■ Goal of the exercise ■
In the listing below, how many lines contain the word "first"? Please respond with the number only.

■ Data listing ■
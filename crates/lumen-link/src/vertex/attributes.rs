use std::collections::BTreeMap;
use std::fmt::Write;

use tracing::debug;

use crate::error::LinkError;
use crate::interface::parse_interface_line;
use crate::scan::DeclKeyword;
use crate::stage::ShaderStage;
use crate::vertex::{Semantic, SemanticLocationMap, VertexFormatLookup};

/// Prefix of the integer input that feeds a converted float attribute.
const SHADOW_PREFIX: &str = "_private_";

#[derive(Debug, Clone, PartialEq, Eq)]
pub struct AttributeBinding {
    /// Identifier the shader body uses.
    pub name: String,
    pub semantic: Semantic,
    pub location: u32,
    /// Declared (floating point) type.
    pub type_name: String,
    /// Type of the `in` declaration; differs from `type_name` for converted attributes.
    pub input_type: String,
    /// Identifier of the `in` declaration; the shadow identifier for converted attributes.
    pub input_name: String,
    /// Statement declaring `name` from the integer shadow input.
    pub conversion: Option<String>,
}

#[derive(Debug, Clone, Default, PartialEq, Eq)]
pub struct AttributeBlock {
    pub code: String,
    pub bindings: Vec<AttributeBinding>,
}

/// Component count of a GLSL vector type (`vec3` → 3); scalars count as 1.
fn component_count(type_name: &str) -> u32 {
    type_name
        .chars()
        .last()
        .and_then(|c| c.to_digit(10))
        .unwrap_or(1)
}

fn integer_input_type(signed: bool, components: u32) -> String {
    match (signed, components) {
        (true, 1) => "int".to_owned(),
        (false, 1) => "uint".to_owned(),
        (true, n) => format!("ivec{n}"),
        (false, n) => format!("uvec{n}"),
    }
}

/// Give every mapped vertex attribute an explicit location.
///
/// Attributes whose identifier has no entry in `semantics` are dropped: a shader may declare
/// more inputs than a given mesh format provides.
pub fn assign_attributes(
    lines: &[String],
    semantics: &BTreeMap<String, Semantic>,
    formats: &dyn VertexFormatLookup,
    locations: &dyn SemanticLocationMap,
) -> Result<AttributeBlock, LinkError> {
    let mut used = BTreeMap::<u32, Semantic>::new();
    let mut block = AttributeBlock::default();

    for text in lines {
        let decl = parse_interface_line(text, DeclKeyword::Attribute, ShaderStage::Vertex)?;
        let Some(&semantic) = semantics.get(decl.name) else {
            debug!(name = decl.name, "dropping vertex attribute without a semantic");
            continue;
        };

        let location =
            locations
                .location_for(semantic)
                .map_err(|source| LinkError::AttributeSemantic {
                    name: decl.name.to_owned(),
                    source,
                })?;
        if let Some(&first) = used.get(&location) {
            return Err(LinkError::AttributeLocationCollision {
                location,
                first,
                second: semantic,
            });
        }
        used.insert(location, semantic);

        let converted = formats
            .element(semantic)
            .filter(|element| element.needs_float_conversion());
        let (input_type, input_name, conversion) = match converted {
            Some(element) => {
                let input_name = format!("{SHADOW_PREFIX}{}", decl.name);
                let conversion = format!(
                    "{ty} {name} = {ty}({input_name});",
                    ty = decl.type_name,
                    name = decl.name,
                );
                (
                    integer_input_type(
                        element.data_type.is_signed_int(),
                        component_count(decl.type_name),
                    ),
                    input_name,
                    Some(conversion),
                )
            }
            None => (decl.type_name.to_owned(), decl.name.to_owned(), None),
        };

        let _ = writeln!(
            block.code,
            "layout(location = {location}) in {}{input_type} {input_name};",
            decl.qualifier_prefix()
        );
        if let Some(conversion) = &conversion {
            block.code.push_str(conversion);
            block.code.push('\n');
        }

        block.bindings.push(AttributeBinding {
            name: decl.name.to_owned(),
            semantic,
            location,
            type_name: decl.type_name.to_owned(),
            input_type,
            input_name,
            conversion,
        });
    }

    Ok(block)
}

■ Solution to the exercise ■
2